ASSIGNMENT:
Below are some entries. Copy each line that holds the string "encode".

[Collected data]
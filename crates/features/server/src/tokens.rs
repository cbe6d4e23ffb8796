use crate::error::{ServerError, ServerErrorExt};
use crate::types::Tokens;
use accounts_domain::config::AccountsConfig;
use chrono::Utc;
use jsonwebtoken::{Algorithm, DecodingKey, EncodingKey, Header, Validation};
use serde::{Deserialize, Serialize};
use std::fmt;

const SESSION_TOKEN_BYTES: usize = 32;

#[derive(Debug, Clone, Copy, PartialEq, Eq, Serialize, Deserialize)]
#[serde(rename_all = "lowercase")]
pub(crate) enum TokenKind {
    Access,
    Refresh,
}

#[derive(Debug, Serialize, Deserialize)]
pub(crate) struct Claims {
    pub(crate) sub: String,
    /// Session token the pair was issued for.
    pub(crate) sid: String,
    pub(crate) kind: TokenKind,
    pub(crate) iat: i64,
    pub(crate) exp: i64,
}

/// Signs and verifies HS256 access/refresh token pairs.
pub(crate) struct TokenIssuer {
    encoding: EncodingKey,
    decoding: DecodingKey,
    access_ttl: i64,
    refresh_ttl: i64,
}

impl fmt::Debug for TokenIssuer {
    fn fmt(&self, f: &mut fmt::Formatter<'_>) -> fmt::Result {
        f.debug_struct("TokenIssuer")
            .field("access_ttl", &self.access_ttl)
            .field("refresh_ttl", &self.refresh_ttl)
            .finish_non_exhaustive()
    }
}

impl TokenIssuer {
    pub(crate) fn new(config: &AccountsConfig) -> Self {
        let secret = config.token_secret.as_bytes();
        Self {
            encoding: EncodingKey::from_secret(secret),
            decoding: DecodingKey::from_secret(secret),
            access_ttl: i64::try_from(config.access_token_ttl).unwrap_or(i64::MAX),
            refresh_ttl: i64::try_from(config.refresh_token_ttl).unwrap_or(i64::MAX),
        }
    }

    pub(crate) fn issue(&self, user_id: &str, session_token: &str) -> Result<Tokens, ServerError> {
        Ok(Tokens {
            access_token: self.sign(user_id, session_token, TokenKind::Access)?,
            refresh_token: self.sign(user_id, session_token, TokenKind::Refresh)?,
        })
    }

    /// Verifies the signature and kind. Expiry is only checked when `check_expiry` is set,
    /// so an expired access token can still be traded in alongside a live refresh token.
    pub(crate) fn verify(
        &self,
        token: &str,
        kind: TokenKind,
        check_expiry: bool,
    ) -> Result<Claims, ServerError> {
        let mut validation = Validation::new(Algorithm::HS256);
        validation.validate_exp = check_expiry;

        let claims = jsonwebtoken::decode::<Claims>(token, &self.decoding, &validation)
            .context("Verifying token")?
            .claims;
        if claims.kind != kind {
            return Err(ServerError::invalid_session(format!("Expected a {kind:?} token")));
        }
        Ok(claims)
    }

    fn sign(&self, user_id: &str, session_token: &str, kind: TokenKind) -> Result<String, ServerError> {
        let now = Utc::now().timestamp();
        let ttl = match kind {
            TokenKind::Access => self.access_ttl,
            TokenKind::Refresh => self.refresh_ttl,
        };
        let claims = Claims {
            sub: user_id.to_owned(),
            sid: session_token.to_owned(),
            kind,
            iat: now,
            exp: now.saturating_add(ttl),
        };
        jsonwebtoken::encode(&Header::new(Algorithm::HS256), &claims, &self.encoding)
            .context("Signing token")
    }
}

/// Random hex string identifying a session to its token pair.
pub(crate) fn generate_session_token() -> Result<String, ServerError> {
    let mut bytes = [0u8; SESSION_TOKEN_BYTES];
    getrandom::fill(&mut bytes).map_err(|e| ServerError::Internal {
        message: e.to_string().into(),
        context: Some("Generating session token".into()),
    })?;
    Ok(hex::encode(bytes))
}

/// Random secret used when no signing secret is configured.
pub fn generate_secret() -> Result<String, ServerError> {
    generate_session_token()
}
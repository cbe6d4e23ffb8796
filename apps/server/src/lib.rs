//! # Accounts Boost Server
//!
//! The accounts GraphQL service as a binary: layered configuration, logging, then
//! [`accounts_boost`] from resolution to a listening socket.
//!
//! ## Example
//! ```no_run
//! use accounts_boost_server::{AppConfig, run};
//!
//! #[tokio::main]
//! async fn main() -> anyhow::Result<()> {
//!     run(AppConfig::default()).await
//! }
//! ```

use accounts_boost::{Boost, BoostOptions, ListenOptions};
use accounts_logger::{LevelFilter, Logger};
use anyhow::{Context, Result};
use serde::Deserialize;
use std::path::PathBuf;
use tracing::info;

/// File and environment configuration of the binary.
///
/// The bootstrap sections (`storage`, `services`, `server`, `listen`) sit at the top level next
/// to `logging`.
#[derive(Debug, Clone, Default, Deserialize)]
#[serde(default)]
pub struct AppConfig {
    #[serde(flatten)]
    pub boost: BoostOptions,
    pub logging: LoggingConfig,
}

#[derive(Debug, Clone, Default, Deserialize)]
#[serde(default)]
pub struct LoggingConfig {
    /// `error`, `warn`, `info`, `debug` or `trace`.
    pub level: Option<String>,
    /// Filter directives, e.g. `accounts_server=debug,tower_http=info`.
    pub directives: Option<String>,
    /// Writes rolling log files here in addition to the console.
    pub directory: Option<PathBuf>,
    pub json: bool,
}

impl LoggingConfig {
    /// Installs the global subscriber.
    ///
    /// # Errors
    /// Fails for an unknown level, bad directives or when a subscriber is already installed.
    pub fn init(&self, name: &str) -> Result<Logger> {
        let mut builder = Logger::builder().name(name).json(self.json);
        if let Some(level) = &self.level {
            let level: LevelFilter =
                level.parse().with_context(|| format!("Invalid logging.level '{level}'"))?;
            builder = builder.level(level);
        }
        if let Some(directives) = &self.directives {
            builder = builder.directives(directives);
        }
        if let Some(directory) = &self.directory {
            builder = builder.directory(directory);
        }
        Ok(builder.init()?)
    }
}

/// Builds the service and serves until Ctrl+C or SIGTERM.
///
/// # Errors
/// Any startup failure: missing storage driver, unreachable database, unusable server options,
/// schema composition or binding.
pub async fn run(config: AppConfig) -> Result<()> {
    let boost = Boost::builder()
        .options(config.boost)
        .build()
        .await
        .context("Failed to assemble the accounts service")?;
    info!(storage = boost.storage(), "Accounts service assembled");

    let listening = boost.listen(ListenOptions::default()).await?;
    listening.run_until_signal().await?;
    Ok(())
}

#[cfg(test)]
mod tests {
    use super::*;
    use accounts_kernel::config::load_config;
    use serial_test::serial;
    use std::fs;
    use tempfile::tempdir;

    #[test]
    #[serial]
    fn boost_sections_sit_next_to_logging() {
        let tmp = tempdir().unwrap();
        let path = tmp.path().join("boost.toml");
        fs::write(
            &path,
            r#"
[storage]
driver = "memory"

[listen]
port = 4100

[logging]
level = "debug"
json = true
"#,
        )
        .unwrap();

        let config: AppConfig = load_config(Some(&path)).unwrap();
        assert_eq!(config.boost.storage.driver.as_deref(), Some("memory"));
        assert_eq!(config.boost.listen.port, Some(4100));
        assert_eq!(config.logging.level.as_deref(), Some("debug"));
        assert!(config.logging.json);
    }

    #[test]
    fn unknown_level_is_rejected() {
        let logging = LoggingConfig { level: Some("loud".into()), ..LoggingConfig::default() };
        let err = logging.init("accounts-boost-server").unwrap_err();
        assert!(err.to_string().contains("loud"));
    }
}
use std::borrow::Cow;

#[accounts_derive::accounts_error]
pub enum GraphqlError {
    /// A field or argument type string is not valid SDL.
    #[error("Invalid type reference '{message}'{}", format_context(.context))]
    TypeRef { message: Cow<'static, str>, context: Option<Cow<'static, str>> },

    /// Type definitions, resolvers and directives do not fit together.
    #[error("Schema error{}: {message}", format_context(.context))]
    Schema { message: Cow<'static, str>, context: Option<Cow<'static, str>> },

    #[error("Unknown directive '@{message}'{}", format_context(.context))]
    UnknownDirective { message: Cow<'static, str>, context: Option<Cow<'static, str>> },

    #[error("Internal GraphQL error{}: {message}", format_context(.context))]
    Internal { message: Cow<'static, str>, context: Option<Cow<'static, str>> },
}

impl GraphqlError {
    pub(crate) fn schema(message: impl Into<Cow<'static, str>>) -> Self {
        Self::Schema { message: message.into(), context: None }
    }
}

RESPONSE BOX:
        jsonwebtoken::encode(&Header::new(Algorithm::HS256), &claims, &self.encoding)
    Ok(hex::encode(bytes))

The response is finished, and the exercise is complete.